The entrance to the tunnel of grief is dark and foreboding. We wish we could go around it or over the top of it and skip it all together, but we can’t. The only way to make it to the other side and back out into the sunlight is to travel through it. The road through the tunnel is dark and lonely, but Jesus has promised to be with us. Each new day is a step closer to the end of the tunnel and the welcoming light.
After the loss of a dear family member or friend we may feel sad and lonely and lost for awhile (some longer than others). It may seem like life is just a matter of going through the motions. But when we trust in Jesus, He will bring us back into the light of life here on earth. It may take some time, but we must be patient. Our life will never be the same, but the scar on our heart will heal and we will be able to sing again. We will be able to laugh and have fun and move forward serving our Lord in whatever capacity He sets before us.

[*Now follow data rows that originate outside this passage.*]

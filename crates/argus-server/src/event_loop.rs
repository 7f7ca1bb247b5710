//! The single-threaded accept loop and per-connection tasks.
//!
//! The loop is polled in bounded steps so that the stop flag is observed
//! within one poll interval. Teardown happens on the loop thread, in order:
//! stop accepting, ask every connection to close, send WebSocket close
//! frames, wait a grace period, force whatever is left, let the closes
//! settle, wait out the WebSocket tasks, then abort the remaining tasks.

use std::convert::Infallible;
use std::io;
use std::net::SocketAddr;
use std::pin::Pin;
use std::sync::Arc;
use std::task::{Context, Poll};
use std::time::Duration;

use argus_core::{ConnectionId, ShutdownSignal};
use argus_ws::CloseCode;
use hyper::server::conn::http1;
use hyper::service::service_fn;
use hyper_util::rt::{TokioIo, TokioTimer};
use tokio::io::{AsyncRead, AsyncWrite, ReadBuf};
use tokio::net::{TcpListener, TcpStream};
use tokio::task::JoinSet;
use tracing::{debug, info, warn};

use crate::dispatch::{ConnContext, Dispatcher};
use crate::registry::CloseSignal;

/// Result of one [`EventLoop::poll_once`] step.
#[derive(Debug, Clone, Copy, PartialEq, Eq)]
pub enum PollOutcome {
    /// A connection was accepted and its task spawned.
    Accepted(ConnectionId),
    /// Nothing arrived within the timeout.
    Idle,
    /// The stop flag is set or the listener is gone.
    Stopped,
}

enum Event {
    Stop,
    Accept(io::Result<(TcpStream, SocketAddr)>),
    Idle,
}

/// Accepts connections and owns every connection task.
pub struct EventLoop {
    listener: Option<TcpListener>,
    dispatcher: Arc<Dispatcher>,
    stop: ShutdownSignal,
    tasks: JoinSet<()>,
}

impl EventLoop {
    pub(crate) fn new(listener: TcpListener, dispatcher: Arc<Dispatcher>, stop: ShutdownSignal) -> Self {
        Self {
            listener: Some(listener),
            dispatcher,
            stop,
            tasks: JoinSet::new(),
        }
    }

    /// Address of the listener, `None` once it was closed.
    pub fn local_addr(&self) -> Option<SocketAddr> {
        self.listener.as_ref().and_then(|l| l.local_addr().ok())
    }

    /// Number of connection tasks still running, upgraded WebSocket
    /// connections included.
    pub fn task_count(&self) -> usize {
        self.tasks.len() + self.dispatcher.ws_tasks.lock().len()
    }

    /// Waits at most `timeout` for one connection.
    pub async fn poll_once(&mut self, timeout: Duration) -> PollOutcome {
        self.reap();

        let Some(listener) = &self.listener else {
            tokio::time::sleep(timeout).await;
            self.reap();
            return PollOutcome::Stopped;
        };
        if self.stop.is_triggered() {
            return PollOutcome::Stopped;
        }

        let event = tokio::select! {
            biased;
            () = self.stop.wait() => Event::Stop,
            accepted = listener.accept() => Event::Accept(accepted),
            () = tokio::time::sleep(timeout) => Event::Idle,
        };

        match event {
            Event::Stop => PollOutcome::Stopped,
            Event::Idle => PollOutcome::Idle,
            Event::Accept(Ok((stream, peer))) => PollOutcome::Accepted(self.spawn_connection(stream, peer)),
            Event::Accept(Err(e)) => {
                warn!(error = %e, "accept failed");
                PollOutcome::Idle
            }
        }
    }

    fn reap(&mut self) {
        let mut ws_tasks = self.dispatcher.ws_tasks.lock();
        while let Some(result) = self.tasks.try_join_next().or_else(|| ws_tasks.try_join_next()) {
            if let Err(e) = result {
                if e.is_panic() {
                    warn!(error = %e, "connection task panicked");
                }
            }
        }
    }

    fn spawn_connection(&mut self, stream: TcpStream, peer: SocketAddr) -> ConnectionId {
        let guard = self.dispatcher.registry.register(peer);
        let ctx = ConnContext::new(guard);
        let id = ctx.id;
        if let Err(e) = stream.set_nodelay(true) {
            debug!(connection_id = %id, error = %e, "set_nodelay failed");
        }

        let io = TokioIo::new(TrackedStream {
            inner: stream,
            close: Arc::clone(&ctx.close),
        });
        let header_timeout = self.dispatcher.config.header_read_timeout();
        let dispatcher = Arc::clone(&self.dispatcher);
        let close = Arc::clone(&ctx.close);
        let task_ctx = ctx.clone();

        self.tasks.spawn(async move {
            let service = service_fn(move |req| {
                let dispatcher = Arc::clone(&dispatcher);
                let ctx = ctx.clone();
                async move { Ok::<_, Infallible>(dispatcher.handle(req, ctx).await) }
            });
            let conn = http1::Builder::new()
                .timer(TokioTimer::new())
                .header_read_timeout(header_timeout)
                .serve_connection(io, service)
                .with_upgrades();
            tokio::pin!(conn);

            let mut draining = false;
            loop {
                tokio::select! {
                    result = conn.as_mut() => {
                        if let Err(e) = result {
                            debug!(connection_id = %id, error = %e, "connection error");
                        }
                        break;
                    }
                    () = close.closing(), if !draining => {
                        draining = true;
                        conn.as_mut().graceful_shutdown();
                    }
                    () = close.forced() => {
                        debug!(connection_id = %id, "connection force-closed");
                        break;
                    }
                }
            }
            drop(task_ctx);
        });
        id
    }

    /// Polls until stopped, then tears every connection down.
    pub async fn run(mut self, interval: Duration) {
        if let Some(addr) = self.local_addr() {
            info!(%addr, "event loop started");
        }
        while self.poll_once(interval).await != PollOutcome::Stopped {}
        self.teardown().await;
    }

    async fn teardown(&mut self) {
        self.listener = None;
        let config = &self.dispatcher.config;
        let (grace, settle) = (config.close_grace(), config.settle());

        let closing = self.dispatcher.registry.mark_all_closing();
        let ws_closed = self.dispatcher.hub.close_all(CloseCode::GoingAway);
        info!(connections = closing, websocket = ws_closed, "listener closed, draining connections");

        tokio::time::sleep(grace).await;

        let forced = self.dispatcher.registry.force_close_all();
        if forced > 0 {
            warn!(connections = forced, "connections force-closed after grace period");
        }
        self.poll_once(settle).await;

        // Forced WebSocket tasks exit on their own; give them the settle
        // period to remove their clients from the hub.
        let mut ws_tasks = std::mem::take(&mut *self.dispatcher.ws_tasks.lock());
        let drained = tokio::time::timeout(settle, async { while ws_tasks.join_next().await.is_some() {} }).await;
        if drained.is_err() {
            debug!(websocket = ws_tasks.len(), "WebSocket tasks still running after settle");
        }

        let remaining = self.tasks.len() + ws_tasks.len();
        ws_tasks.shutdown().await;
        self.tasks.shutdown().await;
        info!(aborted = remaining, "event loop stopped");
    }
}

/// A TCP stream that resets the connection when dropped after a forced
/// close.
struct TrackedStream {
    inner: TcpStream,
    close: Arc<CloseSignal>,
}

impl AsyncRead for TrackedStream {
    fn poll_read(mut self: Pin<&mut Self>, cx: &mut Context<'_>, buf: &mut ReadBuf<'_>) -> Poll<io::Result<()>> {
        Pin::new(&mut self.inner).poll_read(cx, buf)
    }
}

impl AsyncWrite for TrackedStream {
    fn poll_write(mut self: Pin<&mut Self>, cx: &mut Context<'_>, buf: &[u8]) -> Poll<io::Result<usize>> {
        Pin::new(&mut self.inner).poll_write(cx, buf)
    }

    fn poll_flush(mut self: Pin<&mut Self>, cx: &mut Context<'_>) -> Poll<io::Result<()>> {
        Pin::new(&mut self.inner).poll_flush(cx)
    }

    fn poll_shutdown(mut self: Pin<&mut Self>, cx: &mut Context<'_>) -> Poll<io::Result<()>> {
        Pin::new(&mut self.inner).poll_shutdown(cx)
    }

    fn poll_write_vectored(
        mut self: Pin<&mut Self>,
        cx: &mut Context<'_>,
        bufs: &[io::IoSlice<'_>],
    ) -> Poll<io::Result<usize>> {
        Pin::new(&mut self.inner).poll_write_vectored(cx, bufs)
    }

    fn is_write_vectored(&self) -> bool {
        self.inner.is_write_vectored()
    }
}

impl Drop for TrackedStream {
    fn drop(&mut self) {
        if self.close.is_forced() {
            if let Err(e) = self.inner.set_linger(Some(Duration::ZERO)) {
                debug!(error = %e, "set_linger failed");
            }
        }
    }
}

If you are one of the unfortunate people moving through the tunnel of grief at this time, take courage. Jesus is right by your side. Pray to Him and ask Him to make you aware of His presence and to hold on to you as you move forward. Remember that each new day is a step toward the light, even though you may not be able to see it yet. Time is an important part of the healing process. It doesn’t happen overnight. The days will turn into months and the months into years. Suddenly you will wake up one morning and be able to say to yourself, “life is good”. You will be able to smile again from the heart and know that you have finally reached the welcoming light at the end of the tunnel.
Weeping may remain for a night, but rejoicing comes in the morning. You turned my wailing into dancing; you removed my sackcloth and clothed me with joy, that my heart may sing to you and not be silent. O Lord my God, I will give you thanks forever (Psalm 30: 5, 11,12).